[Items listed in a dataset]

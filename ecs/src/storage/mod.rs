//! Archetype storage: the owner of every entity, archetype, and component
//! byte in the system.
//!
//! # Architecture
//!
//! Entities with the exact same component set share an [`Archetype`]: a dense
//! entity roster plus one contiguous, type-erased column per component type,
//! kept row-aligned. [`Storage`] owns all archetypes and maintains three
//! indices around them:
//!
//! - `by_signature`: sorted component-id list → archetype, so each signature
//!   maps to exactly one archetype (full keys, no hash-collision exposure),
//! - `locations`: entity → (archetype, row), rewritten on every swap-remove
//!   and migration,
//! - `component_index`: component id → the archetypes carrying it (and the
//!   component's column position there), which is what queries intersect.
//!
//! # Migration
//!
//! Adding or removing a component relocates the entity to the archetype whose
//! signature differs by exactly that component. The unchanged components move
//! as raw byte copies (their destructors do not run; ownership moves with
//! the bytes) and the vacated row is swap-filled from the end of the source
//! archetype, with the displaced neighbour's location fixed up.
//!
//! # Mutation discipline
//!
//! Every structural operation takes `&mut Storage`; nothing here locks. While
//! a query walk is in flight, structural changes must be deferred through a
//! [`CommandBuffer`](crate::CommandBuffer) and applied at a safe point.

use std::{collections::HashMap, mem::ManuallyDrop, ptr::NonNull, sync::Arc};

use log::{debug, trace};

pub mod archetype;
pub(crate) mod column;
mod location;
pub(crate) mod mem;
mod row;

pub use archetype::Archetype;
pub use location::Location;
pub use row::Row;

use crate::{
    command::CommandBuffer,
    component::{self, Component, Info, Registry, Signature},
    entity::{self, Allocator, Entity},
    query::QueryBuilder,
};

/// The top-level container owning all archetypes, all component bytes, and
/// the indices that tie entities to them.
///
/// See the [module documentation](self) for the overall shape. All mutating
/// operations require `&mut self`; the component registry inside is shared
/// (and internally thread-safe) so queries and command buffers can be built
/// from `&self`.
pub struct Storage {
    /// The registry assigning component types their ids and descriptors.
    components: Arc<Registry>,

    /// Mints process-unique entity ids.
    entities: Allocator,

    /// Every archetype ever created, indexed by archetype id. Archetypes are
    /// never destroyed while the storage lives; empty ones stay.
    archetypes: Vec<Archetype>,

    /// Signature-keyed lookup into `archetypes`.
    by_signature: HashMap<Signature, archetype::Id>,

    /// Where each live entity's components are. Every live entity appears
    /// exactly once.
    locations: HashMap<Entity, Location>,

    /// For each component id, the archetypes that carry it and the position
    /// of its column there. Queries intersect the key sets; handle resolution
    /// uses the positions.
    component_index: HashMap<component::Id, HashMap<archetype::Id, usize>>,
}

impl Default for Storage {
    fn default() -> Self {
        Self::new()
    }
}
* * *
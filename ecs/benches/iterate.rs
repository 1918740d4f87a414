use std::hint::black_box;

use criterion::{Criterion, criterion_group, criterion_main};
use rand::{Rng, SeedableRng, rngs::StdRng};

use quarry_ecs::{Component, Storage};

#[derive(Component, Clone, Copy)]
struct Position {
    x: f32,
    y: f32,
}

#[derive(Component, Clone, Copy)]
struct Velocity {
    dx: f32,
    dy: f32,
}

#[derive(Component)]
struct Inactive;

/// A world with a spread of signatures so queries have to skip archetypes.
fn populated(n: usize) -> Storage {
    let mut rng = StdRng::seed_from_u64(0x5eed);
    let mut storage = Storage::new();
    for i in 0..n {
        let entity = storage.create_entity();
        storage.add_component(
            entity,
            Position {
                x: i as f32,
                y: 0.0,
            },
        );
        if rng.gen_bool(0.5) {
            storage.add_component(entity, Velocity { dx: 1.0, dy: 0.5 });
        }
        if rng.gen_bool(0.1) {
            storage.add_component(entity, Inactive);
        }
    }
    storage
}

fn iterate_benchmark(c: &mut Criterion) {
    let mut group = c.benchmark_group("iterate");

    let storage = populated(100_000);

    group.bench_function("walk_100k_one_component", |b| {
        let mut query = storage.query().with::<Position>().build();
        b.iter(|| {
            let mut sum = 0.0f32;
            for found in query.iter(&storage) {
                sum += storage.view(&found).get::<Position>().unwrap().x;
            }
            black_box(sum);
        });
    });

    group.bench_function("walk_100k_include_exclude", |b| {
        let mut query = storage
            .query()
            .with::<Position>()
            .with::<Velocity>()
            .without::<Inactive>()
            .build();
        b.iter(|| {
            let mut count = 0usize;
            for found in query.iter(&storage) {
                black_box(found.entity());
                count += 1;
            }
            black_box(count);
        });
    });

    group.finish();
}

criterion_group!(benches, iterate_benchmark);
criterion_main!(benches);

**WHAT YOU SHOULD DO**
Your answer should consist of the lines above that hold the word "crate", copied exactly.

**PROBLEM SOLUTION**
//! [`CommandBuffer`](crate::CommandBuffer) and applied at a safe point.
pub(crate) mod column;
pub(crate) mod mem;
use crate::{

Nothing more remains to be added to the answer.